> **What is being asked**: Find how many lines below hold "decisions", then state that number by itself.

═════ Dataset ═════

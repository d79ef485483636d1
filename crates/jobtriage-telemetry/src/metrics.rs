//! In-process triage counters

use jobtriage_core::{ClassificationResult, RecommendedRoute, TrafficLight};
use serde::Serialize;
use std::sync::atomic::{AtomicU64, Ordering};
use std::sync::Arc;

/// Lock-free counters behind the stats endpoint
#[derive(Clone)]
pub struct TriageMetrics {
    inner: Arc<MetricsInner>,
}

#[derive(Default)]
struct MetricsInner {
    jobs: AtomicU64,
    green: AtomicU64,
    amber: AtomicU64,
    red: AtomicU64,
    escalations: AtomicU64,
    tier2_accepted: AtomicU64,
    total_latency_us: AtomicU64,
    calls: AtomicU64,
    instant: AtomicU64,
    video: AtomicU64,
    visit: AtomicU64,
    refer: AtomicU64,
}

impl TriageMetrics {
    /// Create a new set of counters
    pub fn new() -> Self {
        Self {
            inner: Arc::new(MetricsInner::default()),
        }
    }

    /// Record one classified job.
    ///
    /// `escalated` is true when a Tier 2 backend was asked; `accepted` when
    /// its answer was used.
    pub fn record_job(
        &self,
        result: &ClassificationResult,
        escalated: bool,
        accepted: bool,
        latency_us: u64,
    ) {
        let inner = &self.inner;
        inner.jobs.fetch_add(1, Ordering::Relaxed);
        inner
            .total_latency_us
            .fetch_add(latency_us, Ordering::Relaxed);

        let light = match result.traffic_light {
            TrafficLight::Green => &inner.green,
            TrafficLight::Amber => &inner.amber,
            TrafficLight::Red => &inner.red,
        };
        light.fetch_add(1, Ordering::Relaxed);

        if escalated {
            inner.escalations.fetch_add(1, Ordering::Relaxed);
            if accepted {
                inner.tier2_accepted.fetch_add(1, Ordering::Relaxed);
            }
        }
    }

    /// Record one call-level recommendation
    pub fn record_call(&self, route: RecommendedRoute) {
        let inner = &self.inner;
        inner.calls.fetch_add(1, Ordering::Relaxed);

        let counter = match route {
            RecommendedRoute::Instant => &inner.instant,
            RecommendedRoute::Video => &inner.video,
            RecommendedRoute::Visit => &inner.visit,
            RecommendedRoute::Refer => &inner.refer,
        };
        counter.fetch_add(1, Ordering::Relaxed);
    }

    /// Get current metrics snapshot
    pub fn snapshot(&self) -> MetricsSnapshot {
        let load = |counter: &AtomicU64| counter.load(Ordering::Relaxed);
        let inner = &self.inner;

        // Accepted is bumped after escalations, so read it first
        let tier2_accepted = load(&inner.tier2_accepted);

        MetricsSnapshot {
            jobs: load(&inner.jobs),
            green: load(&inner.green),
            amber: load(&inner.amber),
            red: load(&inner.red),
            escalations: load(&inner.escalations),
            tier2_accepted,
            total_latency_us: load(&inner.total_latency_us),
            calls: load(&inner.calls),
            routes: RouteCounts {
                instant: load(&inner.instant),
                video: load(&inner.video),
                visit: load(&inner.visit),
                refer: load(&inner.refer),
            },
        }
    }
}

impl Default for TriageMetrics {
    fn default() -> Self {
        Self::new()
    }
}

/// Calls per recommended route
#[derive(Debug, Clone, Copy, PartialEq, Eq, Serialize)]
pub struct RouteCounts {
    pub instant: u64,
    pub video: u64,
    pub visit: u64,
    pub refer: u64,
}

/// Snapshot of current metrics
#[derive(Debug, Clone, PartialEq, Eq, Serialize)]
#[serde(rename_all = "camelCase")]
pub struct MetricsSnapshot {
    pub jobs: u64,
    pub green: u64,
    pub amber: u64,
    pub red: u64,
    pub escalations: u64,
    pub tier2_accepted: u64,
    pub total_latency_us: u64,
    pub calls: u64,
    pub routes: RouteCounts,
}

impl MetricsSnapshot {
    /// Escalations that fell back to Tier 1
    pub fn tier2_fallbacks(&self) -> u64 {
        self.escalations.saturating_sub(self.tier2_accepted)
    }

    /// Average per-job latency
    pub fn avg_latency_us(&self) -> u64 {
        if self.jobs == 0 {
            0
        } else {
            self.total_latency_us / self.jobs
        }
    }

    /// Share of jobs sent to Tier 2
    pub fn escalation_rate(&self) -> f64 {
        ratio(self.escalations, self.jobs)
    }

    /// Share of Tier 2 requests that fell back to Tier 1
    pub fn fallback_rate(&self) -> f64 {
        ratio(self.tier2_fallbacks(), self.escalations)
    }

    /// Share of calls referred to a specialist
    pub fn referral_rate(&self) -> f64 {
        ratio(self.routes.refer, self.calls)
    }
}

fn ratio(numerator: u64, denominator: u64) -> f64 {
    if denominator == 0 {
        0.0
    } else {
        numerator as f64 / denominator as f64
    }
}
//! HTTP routes and handlers

use axum::{
    extract::{Query, State},
    http::StatusCode,
    response::{IntoResponse, Response},
    routing::{get, post},
    Json, Router,
};
use jobtriage_classifiers::{ClassifyOptions, EscalationOutcome, JobClassification};
use jobtriage_core::{ClassificationResult, JobDescription, JobInput, OverallRecommendation};
use jobtriage_policy::{get_overall_route_recommendation, CallAction};
use jobtriage_telemetry::DecisionRecord;
use serde::{Deserialize, Serialize};
use serde_json::json;
use std::collections::BTreeMap;
use tracing::{error, info};
use uuid::Uuid;

use crate::state::AppState;

/// Default number of decisions returned by the decision endpoint
const DEFAULT_DECISION_LIMIT: usize = 50;

pub fn create_router(state: AppState) -> Router {
    Router::new()
        .route("/health", get(health_check))
        .route("/metrics", get(metrics))
        .route("/v1/stats", get(stats))
        .route("/v1/decisions", get(decisions))
        .route("/v1/jobs/classify", post(classify_job))
        .route("/v1/calls/classify", post(classify_call))
        .fallback(fallback)
        .with_state(state)
}

async fn health_check() -> &'static str {
    "OK"
}

async fn metrics(State(state): State<AppState>) -> String {
    state
        .prometheus
        .as_ref()
        .map(|handle| handle.render())
        .unwrap_or_default()
}

async fn stats(State(state): State<AppState>) -> Json<serde_json::Value> {
    let snapshot = state.metrics.snapshot();

    let decisions = match &state.decisions {
        Some(log) => match log.lock() {
            Ok(log) => json!({ "retained": log.len(), "verified": log.verify() }),
            Err(_) => json!({ "retained": null, "verified": false }),
        },
        None => serde_json::Value::Null,
    };

    Json(json!({
        "counters": snapshot,
        "avgLatencyUs": snapshot.avg_latency_us(),
        "tier2Fallbacks": snapshot.tier2_fallbacks(),
        "escalationRate": snapshot.escalation_rate(),
        "fallbackRate": snapshot.fallback_rate(),
        "referralRate": snapshot.referral_rate(),
        "tier2Active": state.classifier.tier2_active(),
        "decisions": decisions,
    }))
}

#[derive(Debug, Deserialize)]
struct DecisionQuery {
    limit: Option<usize>,
}

async fn decisions(
    State(state): State<AppState>,
    Query(query): Query<DecisionQuery>,
) -> Result<Json<Vec<DecisionRecord>>, AppError> {
    let log = state
        .decisions
        .as_ref()
        .ok_or_else(|| AppError::NotFound("Decision log is disabled".to_string()))?;
    let log = log
        .lock()
        .map_err(|_| AppError::InternalError("Decision log unavailable".to_string()))?;

    Ok(Json(log.recent(query.limit.unwrap_or(DEFAULT_DECISION_LIMIT))))
}

fn default_true() -> bool {
    true
}

/// Single-job classification request
#[derive(Debug, Deserialize)]
#[serde(rename_all = "camelCase")]
struct ClassifyJobRequest {
    description: String,
    #[serde(default)]
    matched: bool,
    #[serde(default = "default_true")]
    use_tier2: bool,
}

async fn classify_job(
    State(state): State<AppState>,
    Json(req): Json<ClassifyJobRequest>,
) -> Json<JobClassification> {
    let options = ClassifyOptions {
        use_tier2: req.use_tier2,
        cancel: state.shutdown.child_token(),
    };
    let description = JobDescription::new(req.description, req.matched);

    let classification = state
        .classifier
        .classify_job_complexity(&description, &options)
        .await;
    record_job(&state, &classification);

    Json(classification)
}

/// Call classification request
#[derive(Debug, Deserialize)]
#[serde(rename_all = "camelCase")]
struct ClassifyCallRequest {
    #[serde(default)]
    call_id: Option<String>,
    jobs: Vec<JobInput>,
    #[serde(default = "default_true")]
    use_tier2: bool,
}

/// Call classification response
#[derive(Debug, Serialize)]
#[serde(rename_all = "camelCase")]
struct ClassifyCallResponse {
    call_id: String,
    results: BTreeMap<String, ClassificationResult>,
    escalations: BTreeMap<String, EscalationOutcome>,
    recommendation: OverallRecommendation,
    action: CallAction,
}

async fn classify_call(
    State(state): State<AppState>,
    Json(req): Json<ClassifyCallRequest>,
) -> Result<Json<ClassifyCallResponse>, AppError> {
    if req.jobs.is_empty() {
        return Err(AppError::InvalidRequest(
            "A call needs at least one job".to_string(),
        ));
    }

    let call_id = req
        .call_id
        .unwrap_or_else(|| Uuid::new_v4().to_string());
    let options = ClassifyOptions {
        use_tier2: req.use_tier2,
        cancel: state.shutdown.child_token(),
    };

    let batch = state.classifier.classify_batch(&req.jobs, &options).await;

    let mut results = BTreeMap::new();
    let mut escalations = BTreeMap::new();
    for (id, classification) in batch {
        record_job(&state, &classification);
        escalations.insert(id.clone(), classification.escalation);
        results.insert(id, classification.result);
    }

    let recommendation = get_overall_route_recommendation(&results)?;
    state.metrics.record_call(recommendation.route);
    metrics::counter!("jobtriage_calls_total", "route" => recommendation.route.label())
        .increment(1);

    if let Some(log) = &state.decisions {
        let mut log = log
            .lock()
            .map_err(|_| AppError::InternalError("Decision log unavailable".to_string()))?;
        log.append(call_id.clone(), results.len(), &recommendation);
    }

    info!(
        call_id = %call_id,
        route = %recommendation.route,
        confidence = recommendation.confidence,
        jobs = results.len(),
        "Call classified"
    );

    Ok(Json(ClassifyCallResponse {
        call_id,
        results,
        escalations,
        action: CallAction::from(recommendation.route),
        recommendation,
    }))
}

fn record_job(state: &AppState, classification: &JobClassification) {
    state.metrics.record_job(
        &classification.result,
        classification.escalation.attempted(),
        classification.escalation == EscalationOutcome::Accepted,
        classification.latency_us,
    );
}

async fn fallback() -> (StatusCode, &'static str) {
    (StatusCode::NOT_FOUND, "Not found")
}

/// Error handling
#[derive(Debug)]
enum AppError {
    InvalidRequest(String),
    NotFound(String),
    InternalError(String),
}

impl From<jobtriage_core::Error> for AppError {
    fn from(err: jobtriage_core::Error) -> Self {
        match err {
            jobtriage_core::Error::EmptyBatch => AppError::InvalidRequest(err.to_string()),
            other => AppError::InternalError(other.to_string()),
        }
    }
}

impl IntoResponse for AppError {
    fn into_response(self) -> Response {
        let (status, message, kind) = match self {
            AppError::InvalidRequest(msg) => (StatusCode::BAD_REQUEST, msg, "invalid_request_error"),
            AppError::NotFound(msg) => (StatusCode::NOT_FOUND, msg, "not_found_error"),
            AppError::InternalError(msg) => {
                error!("Request failed: {}", msg);
                (StatusCode::INTERNAL_SERVER_ERROR, msg, "internal_error")
            }
        };

        let body = json!({
            "error": {
                "message": message,
                "type": kind,
            }
        });

        (status, Json(body)).into_response()
    }
}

═════

> **Task answer**: 7